Work to complete
Give the count of lines in the data that include the string "move", with no added remarks.
*** Opening of Material for this task ***
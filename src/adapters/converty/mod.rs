//! HTTP adapters for the Converty authorization server and partner API.

pub mod api;
pub mod token_endpoint;

pub use api::{PartnerApi, RawResponse};
pub use token_endpoint::TokenEndpoint;

use crate::config::PartnerConfig;
use std::time::Duration;

/// Builds the shared outbound client. Every request is bounded by the configured timeout.
///
/// # Errors
/// Returns `reqwest::Error` if the TLS backend cannot be initialized.
pub fn http_client(config: &PartnerConfig) -> reqwest::Result<reqwest::Client> {
    reqwest::Client::builder()
        .timeout(Duration::from_secs(config.request_timeout_secs))
        .user_agent(concat!("converty-bridge/", env!("CARGO_PKG_VERSION")))
        .build()
}
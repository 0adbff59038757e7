use crate::api::AppState;
use crate::api::schemas::oauth::UserParams;
use crate::api::schemas::orders::{Order, OrdersParams};
use crate::error::Result;
use axum::{
    Json,
    extract::{Query, State},
    http::header,
    response::IntoResponse,
};

pub async fn get_products(
    State(state): State<AppState>,
    Query(params): Query<UserParams>,
) -> Result<impl IntoResponse> {
    let user_id = params.user_id.as_deref().unwrap_or_else(|| state.token_service.default_user_id());
    let body = state.partner_service.get_products(user_id).await?;
    Ok(([(header::CONTENT_TYPE, "application/json")], body))
}

pub async fn list_orders(
    State(state): State<AppState>,
    Query(params): Query<OrdersParams>,
) -> Result<impl IntoResponse> {
    let user_id = params.user_id.as_deref().unwrap_or_else(|| state.token_service.default_user_id());
    let orders = state.partner_service.list_orders(user_id, &params.to_query()).await?;
    Ok(Json(orders.into_iter().map(Order::from).collect::<Vec<_>>()))
}
pub mod authorization_state;
pub mod health_service;
pub mod interaction_service;
pub mod partner_service;
pub mod stores;
pub mod token_service;
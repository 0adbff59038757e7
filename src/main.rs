#![forbid(unsafe_code)]
#![warn(clippy::all)]
#![warn(clippy::pedantic)]
#![warn(clippy::nursery)]
#![warn(clippy::unwrap_used)]
#![warn(clippy::todo)]
#![warn(clippy::panic)]
#![warn(clippy::dbg_macro)]
#![warn(clippy::print_stdout)]
#![warn(clippy::print_stderr)]
#![warn(clippy::clone_on_ref_ptr)]
#![warn(unreachable_pub)]
#![warn(missing_debug_implementations)]
#![warn(unused_qualifications)]
#![deny(unused_must_use)]

use converty_bridge::adapters::memory::{InMemoryInteractionStore, InMemoryTokenStore};
use converty_bridge::config::Config;
use converty_bridge::console::Console;
use converty_bridge::{AppBuilder, adapters, telemetry};
use std::net::SocketAddr;
use std::sync::Arc;
use tokio::io::BufReader;
use tokio::sync::watch;
use tracing::Instrument;

#[tokio::main]
async fn main() -> anyhow::Result<()> {
    let config = Config::load();
    let log_target = telemetry::LogTarget::for_console(config.console);
    let telemetry_guard = telemetry::init_telemetry(&config.telemetry, log_target)?;

    let boot_span = tracing::info_span!("boot_server");
    let (listener, state, shutdown_tx, shutdown_rx) = async {
        // Phase 1: Infrastructure Setup (Resources)
        let builder = AppBuilder::new(config.clone());
        let builder = if config.in_memory {
            tracing::warn!("Running with in-memory stores; tokens and records are lost on exit");
            builder
                .with_token_store(Arc::new(InMemoryTokenStore::new()))
                .with_interaction_store(Arc::new(InMemoryInteractionStore::new()))
        } else {
            let url = config
                .database_url
                .as_deref()
                .ok_or_else(|| anyhow::anyhow!("CONVERTY_DATABASE_URL is required unless --in-memory is set"))?;
            let pool = adapters::database::init_pool(url, &config.database).await?;
            converty_bridge::run_migrations(&pool).await?;
            builder.with_database(pool)
        };

        let (shutdown_tx, shutdown_rx) = watch::channel(false);
        converty_bridge::spawn_signal_handler(shutdown_tx.clone());

        // Phase 2: Component Wiring
        let state = builder.build()?;

        // Phase 3: Listener
        let addr: SocketAddr = format!("{}:{}", config.server.host, config.server.port).parse()?;
        tracing::info!(address = %addr, "listening");
        let listener = tokio::net::TcpListener::bind(addr).await?;

        Ok::<_, anyhow::Error>((listener, state, shutdown_tx, shutdown_rx))
    }
    .instrument(boot_span)
    .await?;

    // Phase 4: Start Runtime
    let console_task = config.console.then(|| {
        let console = Console::new(
            BufReader::new(tokio::io::stdin()),
            tokio::io::stdout(),
            state.interaction_service.clone(),
            state.partner_service.clone(),
            state.token_service.default_user_id(),
        );
        let shutdown_tx = shutdown_tx.clone();
        tokio::spawn(async move {
            if let Err(e) = console.run().await {
                tracing::error!(error = %e, "Console failed");
            }
            // Leaving the console stops the whole process.
            let _ = shutdown_tx.send(true);
        })
    });

    let mut api_rx = shutdown_rx.clone();
    let server = axum::serve(listener, converty_bridge::api::app_router(state))
        .with_graceful_shutdown(async move {
            let _ = api_rx.wait_for(|&s| s).await;
        })
        .into_future();

    let shutdown_timeout = std::time::Duration::from_secs(config.server.shutdown_timeout_secs);
    let mut drain_rx = shutdown_rx.clone();
    tokio::select! {
        result = server => {
            if let Err(e) = result {
                tracing::error!(error = %e, "Server error");
            }
        }
        () = async {
            let _ = drain_rx.wait_for(|&s| s).await;
            tokio::time::sleep(shutdown_timeout).await;
        } => {
            tracing::warn!("Timeout waiting for in-flight requests to finish.");
        }
    }

    // Phase 5: Graceful Shutdown Orchestration
    let _ = shutdown_tx.send(true);
    if let Some(task) = console_task {
        task.abort();
    }

    telemetry_guard.shutdown();
    Ok(())
}
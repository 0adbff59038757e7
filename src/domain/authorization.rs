use time::OffsetDateTime;

/// An authorization flow started at `/login` and waiting for its callback.
#[derive(Debug, Clone, PartialEq, Eq)]
pub struct PendingAuthorization {
    pub user_id: String,
    pub expires_at: OffsetDateTime,
}

impl PendingAuthorization {
    #[must_use]
    pub fn is_expired_at(&self, now: OffsetDateTime) -> bool {
        now > self.expires_at
    }
}

/// Redirect target and state nonce for a new authorization flow.
#[derive(Debug, Clone)]
pub struct AuthorizationRequest {
    pub url: String,
    pub state: String,
}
*** Close of Material for this task ***
Written answer
2